Das John Marshal Courts Building war zu Fuß nur zehn Minuten von unserem neuen Gebäude entfernt, und ich dachte, ein bisschen Bewegung würde mir gut tun. Der Morgen war klar, die Luft kühl und rein, als ich dem Bürgersteig der Leigh Street folgte und dann in südlicher Richtung in die Neunte einbog. Ich kam am Polizeipräsidium vorbei, den Riemen der Umhängetasche über der Schulter und einen Ziehharmonikaordner unter dem Arm.
Der Fall, der heute Morgen zur Verhandlung anstand, war die banale Folge dessen, dass ein Drogendealer einen anderen umgebracht hatte, und ich wunderte mich, wenigstens ein Dutzend Reporter auf dem Flur vor dem Verhandlungssaal im dritten Stock anzutreffen.
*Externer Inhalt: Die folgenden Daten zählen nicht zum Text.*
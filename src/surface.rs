//! ImageSurface - the base image and label overlay layers
//!
//! The surface owns at most one base raster and one overlay raster. Each
//! update either fully replaces a layer or fails and leaves it untouched.
//! Every successful replacement bumps a revision counter so the widget knows
//! which textures to re-upload.

use log::{debug, warn};

use crate::error::{Result, ViewerError};
use crate::labels::LabelMap;
use crate::overlay::{Opacity, OverlayRaster};
use crate::palette::LabelPalette;
use crate::raster::{ImageSource, Raster};

/// A displayed layer plus its visibility and revision
#[derive(Clone, Debug)]
pub struct Layer<T> {
    content: T,
    visible: bool,
    revision: u64,
}

impl<T> Layer<T> {
    pub fn content(&self) -> &T {
        &self.content
    }

    pub fn is_visible(&self) -> bool {
        self.visible
    }

    pub fn revision(&self) -> u64 {
        self.revision
    }
}

#[derive(Debug, Default)]
pub struct ImageSurface {
    base: Option<Layer<Raster>>,
    /// Labels are kept next to their rendering so hover can report them
    overlay: Option<(Layer<OverlayRaster>, LabelMap)>,
    palette: LabelPalette,
    next_revision: u64,
}

impl ImageSurface {
    pub fn new(palette: LabelPalette) -> Self {
        Self {
            palette,
            ..Self::default()
        }
    }

    fn bump(&mut self) -> u64 {
        self.next_revision += 1;
        self.next_revision
    }

    /// Replace the base image. Visibility of the previous base is carried over.
    pub fn set_base_image(&mut self, source: ImageSource) -> Result<()> {
        let kind = source.kind_name();
        let raster = source.into_raster()?;
        let dims = raster.dimensions();

        if let Some(overlay_dims) = self.overlay().map(|o| o.content().dimensions()) {
            if overlay_dims != dims {
                warn!(
                    "dropping {:?} label overlay that no longer matches the {:?} base image",
                    overlay_dims, dims
                );
                self.overlay = None;
            }
        }

        let visible = self.base.as_ref().map_or(true, |b| b.visible);
        let revision = self.bump();
        debug!("base image set from {} ({}x{}, revision {})", kind, dims.0, dims.1, revision);
        self.base = Some(Layer {
            content: raster,
            visible,
            revision,
        });
        Ok(())
    }

    /// Replace the label overlay. Dimensions must match the base image, if any.
    pub fn set_label_overlay(&mut self, labels: &LabelMap, opacity: Opacity) -> Result<()> {
        if let Some(base) = &self.base {
            let (image_width, image_height) = base.content().dimensions();
            let (labels_width, labels_height) = labels.dimensions();
            if (image_width, image_height) != (labels_width, labels_height) {
                return Err(ViewerError::ShapeMismatch {
                    image_width,
                    image_height,
                    labels_width,
                    labels_height,
                });
            }
        }

        let rendered = OverlayRaster::render(labels, opacity, self.palette);
        let visible = self.overlay.as_ref().map_or(true, |(o, _)| o.visible);
        let revision = self.bump();
        debug!(
            "label overlay set ({} regions, opacity {:.2}, revision {})",
            labels.region_count(),
            opacity.get(),
            revision
        );
        self.overlay = Some((
            Layer {
                content: rendered,
                visible,
                revision,
            },
            labels.clone(),
        ));
        Ok(())
    }

    pub fn clear_overlay(&mut self) {
        self.overlay = None;
    }

    pub fn base(&self) -> Option<&Layer<Raster>> {
        self.base.as_ref()
    }

    pub fn overlay(&self) -> Option<&Layer<OverlayRaster>> {
        self.overlay.as_ref().map(|(layer, _)| layer)
    }

    pub fn labels(&self) -> Option<&LabelMap> {
        self.overlay.as_ref().map(|(_, labels)| labels)
    }

    pub fn has_image(&self) -> bool {
        self.base.is_some() || self.overlay.is_some()
    }

    /// Size of the displayed content: the base image, else the overlay
    pub fn dimensions(&self) -> Option<(u32, u32)> {
        self.base
            .as_ref()
            .map(|b| b.content().dimensions())
            .or_else(|| self.overlay().map(|o| o.content().dimensions()))
    }

    /// Label under image pixel (`x` = column, `y` = row)
    pub fn label_at(&self, x: u32, y: u32) -> Option<u32> {
        self.labels().and_then(|l| l.get(x, y))
    }

    pub fn palette(&self) -> LabelPalette {
        self.palette
    }

    /// Change the palette, re-rendering the current overlay
    pub fn set_palette(&mut self, palette: LabelPalette) {
        if self.palette == palette {
            return;
        }
        self.palette = palette;
        if let Some((layer, labels)) = self.overlay.take() {
            let opacity = layer.content().opacity();
            let visible = layer.visible;
            let revision = self.bump();
            self.overlay = Some((
                Layer {
                    content: OverlayRaster::render(&labels, opacity, palette),
                    visible,
                    revision,
                },
                labels,
            ));
        }
    }

    pub fn set_base_visible(&mut self, visible: bool) {
        if let Some(base) = &mut self.base {
            base.visible = visible;
        }
    }

    pub fn set_overlay_visible(&mut self, visible: bool) {
        if let Some((layer, _)) = &mut self.overlay {
            layer.visible = visible;
        }
    }

    pub fn toggle_base_visible(&mut self) {
        if let Some(base) = &mut self.base {
            base.visible = !base.visible;
        }
    }

    pub fn toggle_overlay_visible(&mut self) {
        if let Some((layer, _)) = &mut self.overlay {
            layer.visible = !layer.visible;
        }
    }

    /// Visible layers in paint order: base first, overlay last
    pub fn visible_layers(&self) -> Vec<&Raster> {
        let mut layers = Vec::with_capacity(2);
        if let Some(base) = self.base.as_ref().filter(|b| b.visible) {
            layers.push(base.content());
        }
        if let Some(overlay) = self.overlay().filter(|o| o.visible) {
            layers.push(overlay.content().raster());
        }
        layers
    }
}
Zuerst glaubte ich, dass Rose mir einen falschen Termin eingetragen hätte, denn ich wäre nie auf die Idee gekommen, dass die Presse meinetwegen da sein könnte. Doch kaum hatte die Meute mich erblickt, stürzte sie mit geschulterten Fernsehkameras, gezückten Mikrofonen un d Blitzlicht auf mich zu. Erst war ich verblüfft, dann wurde ich wütend.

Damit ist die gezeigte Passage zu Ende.